Conflicts in interest

In theory at least, the European project was intended to be an overtly problematic social-democratic experiment. The idea was that a plurality of views and opinions would be accommodated in a way not constrained by mere tradition. The modus operandi of Monnet-Schuman Europeanness was the idea of developing tentative working relationships based on the apprehension of solidarities of interest. Public interest isn’t taken as a vision, a destiny to be pursued. It is constantly re-evaluated in the light of myriad factors that colour means and ends. This aims at constituting ‘real solidarity,’ not the positing of a European essence in which all can partake or to which all must submit. The boons of this idea include that opposition, when it inevitably arises, comes not in ‘face-offs’ between groups and individuals, but over means and ends: the conflicts are mediated in the world, in concrete matters, not in ideologies.
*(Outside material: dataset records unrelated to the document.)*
//! Permutation keys.
//!
//! A [`StageSpecialization`] captures exactly the bound-resource facts that change the code
//! generated for a program: strides, storage-vs-uniform binding, number classes, swizzles,
//! image dimensionality and the tessellation layout. Two specializations of the same program
//! that [match](StageSpecialization::matches) can share a compiled module.

use std::hash::{Hash, Hasher};

use liverpool_gpu::{
    BufferSharp, CompMapping, ImageSharp, ImageType, NumberClass, NumberConversion, SamplerSharp,
};
use tracing::{debug, warn};
use xxhash_rust::xxh3::Xxh3;

use crate::bindings::{BindingMask, Bindings, MAX_STAGE_RESOURCES};
use crate::descriptor::DescriptorTable;
use crate::error::SpecializationError;
use crate::fetch_shader::{parse_fetch_shader, FetchShaderData};
use crate::info::{
    BufferResource, ImageResource, Info, SamplerResource, ShaderHash, SharpResource,
    TextureBufferResource,
};
use crate::profile::Profile;
use crate::runtime_info::{RuntimeInfo, StageRuntimeInfo};
use crate::stage::{LogicalStage, Stage};

#[derive(Clone, Copy, Debug, Default, PartialEq, Eq, Hash)]
pub struct VsAttribSpecialization {
    pub num_class: NumberClass,
}

impl VsAttribSpecialization {
    fn extract(&mut self, sharp: BufferSharp) {
        self.num_class = sharp.number_format().class();
    }
}

#[derive(Clone, Copy, Debug, Default)]
pub struct BufferSpecialization {
    pub stride: u32,
    pub is_storage: bool,
    /// Only recorded for uniform buffers; storage buffers are sized at runtime.
    pub size: u32,
}

impl BufferSpecialization {
    fn extract(&mut self, desc: &BufferResource, sharp: BufferSharp, profile: &Profile) {
        self.stride = sharp.stride();
        self.is_storage = desc.is_storage(&sharp, profile);
        if !self.is_storage {
            self.size = sharp.size();
        }
    }
}

impl PartialEq for BufferSpecialization {
    fn eq(&self, other: &Self) -> bool {
        self.stride == other.stride
            && self.is_storage == other.is_storage
            && (self.is_storage || self.size == other.size)
    }
}

impl Eq for BufferSpecialization {}

#[derive(Clone, Copy, Debug, Default, PartialEq, Eq, Hash)]
pub struct TextureBufferSpecialization {
    pub is_integer: bool,
    pub dst_select: CompMapping,
    pub num_conversion: NumberConversion,
}

impl TextureBufferSpecialization {
    fn extract(&mut self, sharp: BufferSharp) {
        self.is_integer = sharp.number_format().is_integer();
        self.dst_select = sharp.dst_select();
        self.num_conversion = sharp.number_conversion();
    }
}

#[derive(Clone, Copy, Debug, Default, PartialEq, Eq, Hash)]
pub struct ImageSpecialization {
    pub ty: ImageType,
    pub is_integer: bool,
    pub is_storage: bool,
    /// Sampled reads are swizzled by the texture unit, so this is left at identity for them.
    pub dst_select: CompMapping,
    pub num_conversion: NumberConversion,
}

impl ImageSpecialization {
    fn extract(&mut self, desc: &ImageResource, sharp: ImageSharp) {
        self.ty = sharp.bound_type();
        self.is_integer = sharp.number_format().is_integer();
        self.is_storage = desc.is_storage(&sharp);
        if self.is_storage {
            self.dst_select = sharp.dst_select();
        }
        self.num_conversion = sharp.number_conversion();
    }
}

#[derive(Clone, Copy, Debug, Default, PartialEq, Eq, Hash)]
pub struct FMaskSpecialization {
    pub width: u32,
    pub height: u32,
}

impl FMaskSpecialization {
    fn extract(&mut self, sharp: ImageSharp) {
        self.width = sharp.width();
        self.height = sharp.height();
    }
}

#[derive(Clone, Copy, Debug, Default, PartialEq, Eq, Hash)]
pub struct SamplerSpecialization {
    pub force_unnormalized: bool,
}

impl SamplerSpecialization {
    fn extract(&mut self, sharp: SamplerSharp) {
        self.force_unnormalized = sharp.force_unnormalized();
    }
}

/// Permutation key for one program against the resources bound for one draw or dispatch.
///
/// Every per-kind list is index-aligned with the matching list of the program's [`Info`]; an
/// unbound slot keeps its default entry and leaves its bit in [`bound`](Self::bound) clear.
/// Binding slots are numbered across buffers, texture buffers, images and fmasks in that order,
/// after slot 0 when the program has an implicit constant buffer. Samplers are not numbered.
#[derive(Clone, Debug)]
pub struct StageSpecialization {
    program: ShaderHash,
    has_readconst: bool,
    pub runtime_info: RuntimeInfo,
    pub fetch_shader_data: Option<FetchShaderData>,
    pub vs_attribs: Vec<VsAttribSpecialization>,
    pub bound: BindingMask,
    pub buffers: Vec<BufferSpecialization>,
    pub tex_buffers: Vec<TextureBufferSpecialization>,
    pub images: Vec<ImageSpecialization>,
    pub fmasks: Vec<FMaskSpecialization>,
    pub samplers: Vec<SamplerSpecialization>,
    pub start: Bindings,
}

impl StageSpecialization {
    /// Builds the key for `info` against the live state in `table`.
    pub fn new(
        info: &Info,
        runtime_info: RuntimeInfo,
        profile: &Profile,
        start: Bindings,
        table: &DescriptorTable<'_>,
    ) -> Result<Self, SpecializationError> {
        SpecializationBuilder::new(info, runtime_info, profile, start)
            .extract(table)?
            .finish(table)
    }

    /// Content hash of the program this key was built for.
    pub fn program(&self) -> ShaderHash {
        self.program
    }

    pub fn has_readconst(&self) -> bool {
        self.has_readconst
    }

    /// Whether a module compiled for `self` is valid for the resources described by `other`.
    ///
    /// Resource entries are compared only at slots `other` had bound. The relation is
    /// directional: `a.matches(&b)` does not imply `b.matches(&a)`. Both keys must come from the
    /// same program under the same profile; mismatched list lengths panic.
    pub fn matches(&self, other: &Self) -> bool {
        if self.start != other.start
            || self.runtime_info != other.runtime_info
            || self.fetch_shader_data != other.fetch_shader_data
        {
            return false;
        }
        assert_eq!(
            self.vs_attribs.len(),
            other.vs_attribs.len(),
            "vertex attribute specializations are not aligned"
        );
        if self.vs_attribs != other.vs_attribs {
            return false;
        }
        if self.has_readconst != other.has_readconst {
            return false;
        }

        let mut binding = u32::from(self.has_readconst);
        let mask = other.bound;
        gated_eq(&mut binding, mask, &self.buffers, &other.buffers)
            && gated_eq(&mut binding, mask, &self.tex_buffers, &other.tex_buffers)
            && gated_eq(&mut binding, mask, &self.images, &other.images)
            && gated_eq(&mut binding, mask, &self.fmasks, &other.fmasks)
            && {
                assert_eq!(
                    self.samplers.len(),
                    other.samplers.len(),
                    "sampler specializations are not aligned"
                );
                self.samplers == other.samplers
            }
    }

    /// Hash of the fields [`matches`](Self::matches) compares unconditionally.
    ///
    /// Matching keys always share a bucket hash, so a table may bucket on it and run `matches`
    /// within the bucket.
    pub fn bucket_hash(&self) -> u64 {
        let mut hasher = Xxh3::new();
        self.start.hash(&mut hasher);
        self.runtime_info.hash(&mut hasher);
        self.fetch_shader_data.hash(&mut hasher);
        self.vs_attribs.hash(&mut hasher);
        self.samplers.hash(&mut hasher);
        self.has_readconst.hash(&mut hasher);
        hasher.finish()
    }
}

fn gated_eq<T: PartialEq>(binding: &mut u32, mask: BindingMask, ours: &[T], theirs: &[T]) -> bool {
    assert_eq!(
        ours.len(),
        theirs.len(),
        "resource specializations are not aligned"
    );
    ours.iter().zip(theirs).all(|(a, b)| {
        let slot = *binding;
        *binding += 1;
        !mask.test(slot) || a == b
    })
}

/// First phase of specialization: walks the program's resources against live state.
#[derive(Debug)]
pub struct SpecializationBuilder<'a> {
    info: &'a Info,
    runtime_info: RuntimeInfo,
    profile: &'a Profile,
    start: Bindings,
}

/// A specialization whose resource walk is complete but whose runtime info may still need
/// fields derived from guest memory.
#[derive(Debug)]
pub struct ExtractedSpecialization<'a> {
    info: &'a Info,
    spec: StageSpecialization,
}

impl<'a> SpecializationBuilder<'a> {
    pub fn new(
        info: &'a Info,
        runtime_info: RuntimeInfo,
        profile: &'a Profile,
        start: Bindings,
    ) -> Self {
        Self {
            info,
            runtime_info,
            profile,
            start,
        }
    }

    pub fn extract(
        self,
        table: &DescriptorTable<'_>,
    ) -> Result<ExtractedSpecialization<'a>, SpecializationError> {
        let info = self.info;
        let runtime_stage = self.runtime_info.stage.stage();
        if runtime_stage != info.stage {
            return Err(SpecializationError::RuntimeInfoStageMismatch {
                expected: info.stage,
                runtime: runtime_stage,
            });
        }

        let fetch_shader_data = match parse_fetch_shader(info, table) {
            Ok(data) => data,
            Err(err) => {
                warn!(program = %info.hash, "ignoring unparsable fetch shader: {err}");
                None
            }
        };

        // Backends without legacy attribute typing declare inputs with the bound number class,
        // so it becomes part of the key.
        let vs_attribs = match &fetch_shader_data {
            Some(fetch)
                if info.stage == Stage::Vertex
                    && !self.profile.supports_legacy_vertex_attributes() =>
            {
                walk_unmasked(
                    table,
                    &fetch.attributes,
                    |spec: &mut VsAttribSpecialization, _, sharp| spec.extract(sharp),
                )
            }
            _ => Vec::new(),
        };

        let mut walk = MaskedWalk {
            table,
            binding: u32::from(info.has_readconst),
            mask: BindingMask::EMPTY,
        };
        let profile = self.profile;
        let buffers = walk.run(&info.buffers, |spec: &mut BufferSpecialization, desc, sharp| {
            spec.extract(desc, sharp, profile)
        })?;
        let tex_buffers = walk.run(
            &info.texture_buffers,
            |spec: &mut TextureBufferSpecialization, _: &TextureBufferResource, sharp| {
                spec.extract(sharp)
            },
        )?;
        let images = walk.run(&info.images, |spec: &mut ImageSpecialization, desc, sharp| {
            spec.extract(desc, sharp)
        })?;
        let fmasks = walk.run(&info.fmasks, |spec: &mut FMaskSpecialization, _, sharp| {
            spec.extract(sharp)
        })?;
        let samplers = walk_unmasked(
            table,
            &info.samplers,
            |spec: &mut SamplerSpecialization, _: &SamplerResource, sharp| spec.extract(sharp),
        );

        Ok(ExtractedSpecialization {
            info,
            spec: StageSpecialization {
                program: info.hash,
                has_readconst: info.has_readconst,
                runtime_info: self.runtime_info,
                fetch_shader_data,
                vs_attribs,
                bound: walk.mask,
                buffers,
                tex_buffers,
                images,
                fmasks,
                samplers,
                start: self.start,
            },
        })
    }
}

impl ExtractedSpecialization<'_> {
    pub fn specialization(&self) -> &StageSpecialization {
        &self.spec
    }

    /// Second phase: fills in the tessellation layout of hull and domain programs.
    pub fn finish(
        mut self,
        table: &DescriptorTable<'_>,
    ) -> Result<StageSpecialization, SpecializationError> {
        let l_stage = self.info.l_stage;
        if !l_stage.is_tessellation() {
            return Ok(self.spec);
        }

        let consts = self.info.read_tess_constant_buffer(table)?;
        // Domain shaders run on the export stage when a geometry shader follows.
        match (l_stage, &mut self.spec.runtime_info.stage) {
            (LogicalStage::TessellationControl, StageRuntimeInfo::Hull(hs)) => {
                hs.init_from_tess_constants(&consts)
            }
            (LogicalStage::TessellationEval, StageRuntimeInfo::Vertex(vs)) => {
                vs.init_from_tess_constants(&consts)
            }
            (LogicalStage::TessellationEval, StageRuntimeInfo::Export(es)) => {
                es.init_from_tess_constants(&consts)
            }
            (l_stage, other) => {
                let expected = match l_stage {
                    LogicalStage::TessellationControl => Stage::Hull,
                    _ => Stage::Vertex,
                };
                return Err(SpecializationError::RuntimeInfoStageMismatch {
                    expected,
                    runtime: other.stage(),
                });
            }
        }
        debug!(
            program = %self.info.hash,
            ls_stride = consts.ls_stride,
            hs_cp_stride = consts.hs_cp_stride,
            hs_output_base = consts.hs_output_base,
            "derived tessellation layout"
        );
        Ok(self.spec)
    }
}

struct MaskedWalk<'t, 'a> {
    table: &'t DescriptorTable<'a>,
    binding: u32,
    mask: BindingMask,
}

impl MaskedWalk<'_, '_> {
    /// Every descriptor consumes a binding slot; only bound ones set their bit.
    fn run<R, S>(
        &mut self,
        descs: &[R],
        mut extract: impl FnMut(&mut S, &R, R::Sharp),
    ) -> Result<Vec<S>, SpecializationError>
    where
        R: SharpResource,
        S: Default,
    {
        let mut specs = Vec::with_capacity(descs.len());
        for desc in descs {
            let binding = self.binding;
            if binding >= MAX_STAGE_RESOURCES {
                return Err(SpecializationError::BindingOverflow {
                    binding,
                    max: MAX_STAGE_RESOURCES,
                });
            }
            self.binding += 1;

            let mut spec = S::default();
            if let Some(sharp) = desc.get_sharp(self.table) {
                self.mask.set(binding)?;
                extract(&mut spec, desc, sharp);
            }
            specs.push(spec);
        }
        Ok(specs)
    }
}

fn walk_unmasked<R, S>(
    table: &DescriptorTable<'_>,
    descs: &[R],
    mut extract: impl FnMut(&mut S, &R, R::Sharp),
) -> Vec<S>
where
    R: SharpResource,
    S: Default,
{
    descs
        .iter()
        .map(|desc| {
            let mut spec = S::default();
            if let Some(sharp) = desc.get_sharp(table) {
                extract(&mut spec, desc, sharp);
            }
            spec
        })
        .collect()
}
Where the media fails to grapple with the ideas that underwrite conflicts, interests and self-expressions in the public sphere, that very sphere disintegrates. This effect is magnified by the scale of the sphere itself. Where the media fail to mediate the real interactions, concerns and possibilities of politically regulated social groups, the danger is they fall to decadence. Where the public sphere isn’t respected as such, we have seen market forces sought and quality judged by sales. Whilst this is a factor in judging quality, it cannot be ignored that market forces and consumer forces are different types of force. Consumer forces are the impulses and presuppositions made by groups of citizens. These are at least politically and socially constructed norms in themselves. In other words, they are predicated on the public sphere.

Where the media fails to grasp its chances and responsibilities in representing the public sphere, where an anaemic view of ‘the market’ is substituted for this nuanced and more complex idea, the media enters an odd contradiction. The media overlooks the foundation for the forces at work in society that themselves help to constitute the attitudes that are then pandered to in seeking market success. It is shallow, facile and can only lead to ever-decreasing circles.

The present, ongoing investigations of media ethics in the UK undertaken by Lord Justice Leveson can raise a voice in this problematic situation. But the point can be made that the problems of the media are not primarily ethical, but existential. The distasteful practices stem from a bad idea of what the fourth estate is.